“We are Spirit Beings on a Human Journey” (attributed to Teilhard de Chardin)
Celebrating All Souls Day on a Sunday this year fits right in with a resurrection focused liturgy on Sunday. Our first reading is from the book of Wisdom, about the people who have died, reminding us not to see death as destruction, but rather as a transition. The writer tells us that God tested them like gold in a furnace and found them worthy through his grace and mercy, because they trusted in him. This is a clear indication that, just because we go through trials and tribulations in this life, it does not mean that God has forgotten us. We are being tested in a furnace and we will emerge like gold, and the fire (trials) may not always be as gruesome or hot as at other times.
John, in the book of Revelation, brings us back to here and now, in a new heaven and a new earth. This message sounds very simple: “the home of God is among humans”. But do we fully realize the depths of this message? John writes about a “bride (which is earth and all that is in it) adorned for her husband (who is God the Creator Spirit)”. As in a marriage, where “the two become one flesh”, so God inhabits our earth bodies. God is in the earth and our Anishnabe ancestors knew and lived this. God is within us. If we realized and believed the enormity of this fact, our attitudes to everything and everyone around us would be different. All our façades and our imagined needs would be no more.

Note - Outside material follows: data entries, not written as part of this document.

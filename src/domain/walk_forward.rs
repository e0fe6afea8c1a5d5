//! Walk-forward split generation.
//!
//! Rolling in-sample/out-of-sample windows with a holdout reservation at the
//! end of the data range. Pure date arithmetic, no price data involved.

use chrono::{Days, Months, NaiveDate};

/// Walk-forward window lengths in whole years. All must be positive; validated
/// at configuration construction.
#[derive(Debug, Clone, Copy, PartialEq, Eq)]
pub struct WalkForwardConfig {
    pub is_years: u32,
    pub oos_years: u32,
    pub holdout_years: u32,
}

/// One in-sample/out-of-sample window pair. End dates are inclusive: each
/// window ends the day before the next one starts.
#[derive(Debug, Clone, Copy, PartialEq, Eq)]
pub struct WalkForwardSplit {
    pub is_start: NaiveDate,
    pub is_end: NaiveDate,
    pub oos_start: NaiveDate,
    pub oos_end: NaiveDate,
}

fn add_months(date: NaiveDate, months: u32) -> NaiveDate {
    date.checked_add_months(Months::new(months))
        .unwrap_or(NaiveDate::MAX)
}

fn day_before(date: NaiveDate) -> NaiveDate {
    date.checked_sub_days(Days::new(1)).unwrap_or(NaiveDate::MIN)
}

/// Generate the ordered list of walk-forward splits between `start` and `end`.
///
/// The final `holdout_years` before `end` are reserved and never covered by a
/// split. The cursor starts at `start` and rolls forward by `oos_years` after
/// each split; generation stops once a full IS+OOS window no longer fits
/// before the holdout. A span shorter than IS+OOS+holdout yields an empty
/// list; callers must handle zero splits explicitly.
pub fn create_splits(
    start: NaiveDate,
    end: NaiveDate,
    config: &WalkForwardConfig,
) -> Vec<WalkForwardSplit> {
    let is_months = config.is_years * 12;
    let oos_months = config.oos_years * 12;
    let holdout_months = config.holdout_years * 12;

    let train_end = end
        .checked_sub_months(Months::new(holdout_months))
        .unwrap_or(NaiveDate::MIN);

    let mut splits = Vec::new();
    let mut cursor = start;

    while add_months(cursor, is_months + oos_months) <= train_end {
        let oos_start = add_months(cursor, is_months);
        splits.push(WalkForwardSplit {
            is_start: cursor,
            is_end: day_before(oos_start),
            oos_start,
            oos_end: day_before(add_months(oos_start, oos_months)),
        });
        cursor = add_months(cursor, oos_months);
    }

    splits
}
use std::fs;
use std::io;
use std::path::Path;
use std::time::Duration;

use serde::Deserialize;
use tracing::warn;

use crate::event_queue::DEFAULT_EVENT_QUEUE_CAPACITY;
use crate::outbound::DEFAULT_OUTBOUND_CAPACITY;
use crate::theme::ThemeOverrides;

#[derive(Debug, Clone, Default, Deserialize, PartialEq, Eq)]
#[serde(default)]
pub struct Config {
    pub queues: QueueConfig,
    pub timers: TimerConfig,
    pub source: SourceConfig,
    pub colors: ThemeOverrides,
}

#[derive(Debug, Clone, Deserialize, PartialEq, Eq)]
#[serde(default)]
pub struct QueueConfig {
    pub event_capacity: usize,
    pub outbound_capacity: usize,
}

#[derive(Debug, Clone, Deserialize, PartialEq, Eq)]
#[serde(default)]
pub struct TimerConfig {
    pub health_interval_ms: u64,
    pub duration_tick_ms: u64,
}

#[derive(Debug, Clone, Deserialize, PartialEq, Eq)]
#[serde(default)]
pub struct SourceConfig {
    pub poll_interval_ms: u64,
}

impl Default for QueueConfig {
    fn default() -> Self {
        Self {
            event_capacity: DEFAULT_EVENT_QUEUE_CAPACITY,
            outbound_capacity: DEFAULT_OUTBOUND_CAPACITY,
        }
    }
}

impl Default for TimerConfig {
    fn default() -> Self {
        Self {
            health_interval_ms: 5_000,
            duration_tick_ms: 1_000,
        }
    }
}

impl Default for SourceConfig {
    fn default() -> Self {
        Self {
            poll_interval_ms: 100,
        }
    }
}

impl TimerConfig {
    pub fn health_interval(&self) -> Duration {
        Duration::from_millis(self.health_interval_ms.max(1))
    }

    pub fn duration_tick(&self) -> Duration {
        Duration::from_millis(self.duration_tick_ms.max(1))
    }
}

impl SourceConfig {
    pub fn poll_interval(&self) -> Duration {
        Duration::from_millis(self.poll_interval_ms.max(1))
    }
}

impl Config {
    /// A missing file silently yields defaults; an unreadable or invalid one is logged.
    pub fn load_or_default(path: impl AsRef<Path>) -> Self {
        let path_ref = path.as_ref();
        match fs::read_to_string(path_ref) {
            Ok(contents) => match Self::from_toml_str(&contents) {
                Ok(config) => config,
                Err(err) => {
                    warn!(path = %path_ref.display(), error = %err, "invalid config file; using defaults");
                    Self::default()
                }
            },
            Err(err) if err.kind() == io::ErrorKind::NotFound => Self::default(),
            Err(err) => {
                warn!(path = %path_ref.display(), error = %err, "unreadable config file; using defaults");
                Self::default()
            }
        }
    }

    pub fn from_toml_str(s: &str) -> Result<Self, toml::de::Error> {
        toml::from_str(s)
    }
}
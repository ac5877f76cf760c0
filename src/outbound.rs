use std::fs::OpenOptions;
use std::io::{self, BufWriter, Write};
use std::path::{Path, PathBuf};
use std::sync::mpsc::{self, Receiver, Sender, SyncSender, TrySendError};
use std::thread::{self, JoinHandle};
use std::time::{SystemTime, UNIX_EPOCH};

use serde::Serialize;
use tracing::{debug, warn};

use crate::events::AppMessage;

pub const DEFAULT_OUTBOUND_CAPACITY: usize = 16;

/// Messages the user wrote for the iteration loop. `depth` counts accepted messages the
/// loop has not yet reported as being processed.
pub struct OutboundQueue {
    tx: SyncSender<String>,
    capacity: usize,
    depth: usize,
    refresh: Sender<AppMessage>,
}

pub fn channel(capacity: usize, refresh: Sender<AppMessage>) -> (OutboundQueue, Receiver<String>) {
    let capacity = capacity.max(1);
    let (tx, rx) = mpsc::sync_channel(capacity);
    let queue = OutboundQueue {
        tx,
        capacity,
        depth: 0,
        refresh,
    };
    (queue, rx)
}

impl OutboundQueue {
    pub fn enqueue(&mut self, text: impl Into<String>) -> bool {
        self.depth += 1;
        match self.tx.try_send(text.into()) {
            Ok(()) => {
                let _ = self.refresh.send(AppMessage::OutboundDepth(self.depth));
                true
            }
            Err(TrySendError::Full(_)) => {
                self.depth -= 1;
                warn!(capacity = self.capacity, "outbound queue full; message discarded");
                false
            }
            Err(TrySendError::Disconnected(_)) => {
                self.depth -= 1;
                warn!("outbound consumer gone; message discarded");
                false
            }
        }
    }

    pub fn mark_processed(&mut self) {
        self.depth = self.depth.saturating_sub(1);
    }

    pub fn depth(&self) -> usize {
        self.depth
    }

    pub fn capacity(&self) -> usize {
        self.capacity
    }
}

#[derive(Debug, Serialize)]
struct InboxLine<'a> {
    text: &'a str,
    queued_at: u64,
}

/// Appends each outbound message to the session inbox as a JSON line. Exits when the
/// queue is dropped.
pub fn spawn_inbox_writer(messages: Receiver<String>, path: PathBuf) -> io::Result<JoinHandle<()>> {
    thread::Builder::new()
        .name("inbox-writer".to_string())
        .spawn(move || {
            for text in messages.iter() {
                if let Err(err) = append_inbox_line(&path, &text) {
                    warn!(path = %path.display(), error = %err, "failed to write inbox message");
                }
            }
            debug!("inbox writer exiting");
        })
}

fn append_inbox_line(path: &Path, text: &str) -> io::Result<()> {
    let queued_at = SystemTime::now()
        .duration_since(UNIX_EPOCH)
        .map(|d| d.as_secs())
        .unwrap_or(0);
    let line = serde_json::to_string(&InboxLine { text, queued_at })?;
    let file = OpenOptions::new().create(true).append(true).open(path)?;
    let mut writer = BufWriter::new(file);
    writer.write_all(line.as_bytes())?;
    writer.write_all(b"\n")?;
    writer.flush()
}
use tracing::info;

use crate::error::WorkerError;
use crate::worker::WorkerControl;

/// `Paused` is entered from `PauseRequested` once the worker acknowledges the request,
/// either when the acknowledgement is observed or at the next toggle.
#[derive(Debug, Clone, Copy, PartialEq, Eq, Default)]
pub enum PauseState {
    #[default]
    Running,
    PauseRequested,
    Paused,
}

impl PauseState {
    pub fn label(self) -> &'static str {
        match self {
            Self::Running => "running",
            Self::PauseRequested => "pausing",
            Self::Paused => "paused",
        }
    }
}

#[derive(Debug, Clone, Copy, PartialEq, Eq)]
pub struct PausedChanged(pub bool);

/// Pause/resume negotiation with the iteration loop.
///
/// `worker_busy` is read by the caller at the moment of the toggle; the worker's own
/// pause acknowledgement is a separate signal and only affects [`display_state`].
///
/// [`display_state`]: PauseHandshake::display_state
pub struct PauseHandshake {
    state: PauseState,
    worker: Option<Box<dyn WorkerControl>>,
}

impl PauseHandshake {
    pub fn new(worker: Option<Box<dyn WorkerControl>>) -> Self {
        Self {
            state: PauseState::Running,
            worker,
        }
    }

    pub fn state(&self) -> PauseState {
        self.state
    }

    pub fn has_worker(&self) -> bool {
        self.worker.is_some()
    }

    pub fn worker_confirms_paused(&self) -> bool {
        self.worker.as_deref().is_some_and(|worker| worker.is_paused())
    }

    /// What the status bar shows: a requested pause the worker has acknowledged reads as
    /// paused.
    pub fn display_state(&self) -> PauseState {
        if self.state == PauseState::PauseRequested && self.worker_confirms_paused() {
            PauseState::Paused
        } else {
            self.state
        }
    }

    /// Promotes a requested pause to `Paused` when the worker has acknowledged it.
    pub fn acknowledge(&mut self) {
        if self.state == PauseState::PauseRequested && self.worker_confirms_paused() {
            info!("worker acknowledged pause");
            self.state = PauseState::Paused;
        }
    }

    /// Without a worker this is a no-op. A failed worker call leaves the state unchanged.
    pub fn toggle(&mut self, worker_busy: bool) -> Result<Option<PausedChanged>, WorkerError> {
        self.acknowledge();
        let Some(worker) = self.worker.as_deref() else {
            return Ok(None);
        };
        let (next, changed) = match (self.state, worker_busy) {
            (PauseState::Running, _) => {
                worker.request_pause()?;
                (PauseState::PauseRequested, PausedChanged(true))
            }
            (PauseState::PauseRequested, true) => {
                worker.cancel_pause()?;
                (PauseState::Running, PausedChanged(false))
            }
            (PauseState::PauseRequested, false) | (PauseState::Paused, _) => {
                worker.resume()?;
                (PauseState::Running, PausedChanged(false))
            }
        };
        info!(from = ?self.state, to = ?next, worker_busy, "pause handshake transition");
        self.state = next;
        Ok(Some(changed))
    }
}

In the gospel, Jesus is fully aware of who he is, a human being infused with the Spirit of his Father, who is also our Father and our Creator. We see the compassion and love of God in Jesus, the compassion to which we are also called. Perhaps Jesus is asking you and me to “arise”, as he said to the young man being carried out, “I say to you, rise!” What do we need to rise from or rise to, so that our spirits don’t have to wander too long once our spirit separates from our bodies? The saints are those who have completed their journey and reached their destination. We, the spirit beings still on the human journey, need to rise from the death of lies, pretentions, and all false beliefs of temporary gratifications that this world offers. Let us rise to truth, honesty, respect, courage; and to living the faith and to trusting in Jesus who is also our ancestor leading us.